There was only one way to find out. ‘Okay,’ he said, placing a small voice recorder on the table between them, ‘let’s get down to business.’

Angie licked her lips. A moment ago she’d been enjoying the afterglow of the best meal she’d ever had, her tastebuds still tingling, alive with new flavours. But that was then. Now she felt his resentment coming in waves across the table and she didn’t understand why. His tone and his words made it sound as if they were in the midst of some kind of business meeting rather discussing the future of the child she carried. ‘What’s that for?’

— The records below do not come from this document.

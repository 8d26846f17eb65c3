use std::sync::Arc;

use tokio::time::Instant;
use tokio_util::sync::CancellationToken;

use crate::cache::{hotel_key, review_listing_keys, Cache};
use crate::clients::ContentSource;
use crate::mapping::FieldMapper;
use crate::models::*;
use crate::storage::HotelStore;

/// What happened to one hotel. Misses on the property itself are a steady state, not a failure.
#[derive(Debug, Clone, PartialEq, Eq)]
pub enum IngestOutcome {
    Ingested { reviews: usize, languages: Vec<String> },
    Skipped { status: u16, reason: String },
}

/// Per-hotel workflow: property, then reviews, then each supported language.
/// Every write is followed by eviction of the cache keys that could serve the old content.
pub struct IngestionEngine {
    source: Arc<dyn ContentSource>,
    store: Arc<dyn HotelStore>,
    cache: Arc<dyn Cache>,
    field_mapper: FieldMapper,
}

impl IngestionEngine {
    pub fn new(source: Arc<dyn ContentSource>, store: Arc<dyn HotelStore>, cache: Arc<dyn Cache>) -> Self {
        Self {
            source,
            store,
            cache,
            field_mapper: FieldMapper::new(),
        }
    }

    pub async fn ingest_hotel(
        &self,
        id: i64,
        review_count: usize,
        cancel: &CancellationToken,
    ) -> Result<IngestOutcome> {
        let start_time = Instant::now();
        tracing::debug!(property_id = id, "Starting hotel ingestion");

        // Property
        let payload = match self.source.get_property(id, cancel).await {
            Ok(payload) => payload,
            Err(e) => {
                let Some(status) = e.miss_status() else {
                    return Err(e);
                };
                let reason = if status == 404 { "not found" } else { "inactive" };
                self.note_miss(id, status, reason).await;
                for lang in SUPPORTED_LANGUAGES {
                    self.invalidate(&hotel_key(id, lang)).await;
                }
                self.invalidate_reviews(id).await;
                tracing::info!(property_id = id, status = status, reason = reason, "Hotel skipped");
                return Ok(IngestOutcome::Skipped { status, reason: reason.to_string() });
            }
        };

        if let Some(payload_id) = self.field_mapper.property_id(&payload) {
            if payload_id != id {
                tracing::warn!(property_id = id, payload_id = payload_id, "Payload carries a different hotel id; keeping the requested one");
            }
        }
        let hotel = self.field_mapper.map_property(id, &payload);
        self.store.upsert_property(&hotel).await?;
        for lang in SUPPORTED_LANGUAGES {
            self.invalidate(&hotel_key(id, lang)).await;
        }

        // Reviews
        let mut review_total = 0;
        match self.source.get_reviews(id, review_count, cancel).await {
            Ok(items) => {
                if !items.is_empty() {
                    let reviews = self.field_mapper.map_reviews(id, &items);
                    review_total = self.store.upsert_reviews(&reviews).await.map_err(|e| {
                        IngestionError::ReviewUpsert { property_id: id, source: Box::new(e) }
                    })?;
                }
                self.invalidate_reviews(id).await;
            }
            Err(e) => {
                let Some(status) = e.miss_status() else {
                    return Err(e);
                };
                self.note_miss(id, status, "reviews").await;
                self.invalidate_reviews(id).await;
            }
        }

        // Translations
        let mut languages = Vec::with_capacity(SUPPORTED_LANGUAGES.len());
        for lang in SUPPORTED_LANGUAGES {
            match self.source.get_translation(id, lang, cancel).await {
                Ok(payload) => {
                    let i18n = self.field_mapper.map_translation(id, lang, &payload);
                    self.store.upsert_i18n(&i18n).await?;
                    self.invalidate(&hotel_key(id, lang)).await;
                    languages.push(lang.to_string());
                }
                Err(e) => {
                    let Some(status) = e.miss_status() else {
                        return Err(e);
                    };
                    self.note_miss(id, status, &format!("i18n:{}", lang)).await;
                    self.invalidate(&hotel_key(id, lang)).await;
                }
            }
        }

        tracing::info!(
            property_id = id,
            reviews = review_total,
            languages = ?languages,
            duration_ms = start_time.elapsed().as_millis() as u64,
            "Hotel ingested"
        );
        Ok(IngestOutcome::Ingested { reviews: review_total, languages })
    }

    async fn note_miss(&self, id: i64, status: u16, reason: &str) {
        if let Err(e) = self.store.record_miss(id, status, reason).await {
            tracing::warn!(property_id = id, status = status, reason = reason, error = %e, "Failed to record ingestion miss");
        }
    }

    async fn invalidate(&self, key: &str) {
        if let Err(e) = self.cache.delete(key).await {
            tracing::warn!(key = key, error = %e, "Cache invalidation failed");
        }
    }

    async fn invalidate_reviews(&self, id: i64) {
        for key in review_listing_keys(id) {
            self.invalidate(&key).await;
        }
    }
}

‘For the record, Mrs Cameron. Rest assured, you’ll be given a copy.’

She blinked. ‘You don’t trust me.’

His eyes pinned her across the table and for the first time she noticed just how dark they were, as dark as his voice was deep, as if they’d both been tapped from the same dark cavern, deep below the earth. ‘Who said anything about not trusting you?’

Was he kidding? His answer was right there in his eyes, if not in his actions. ‘But you don’t trust me. You only bought me lunch because you couldn’t trust me to eat it otherwise.’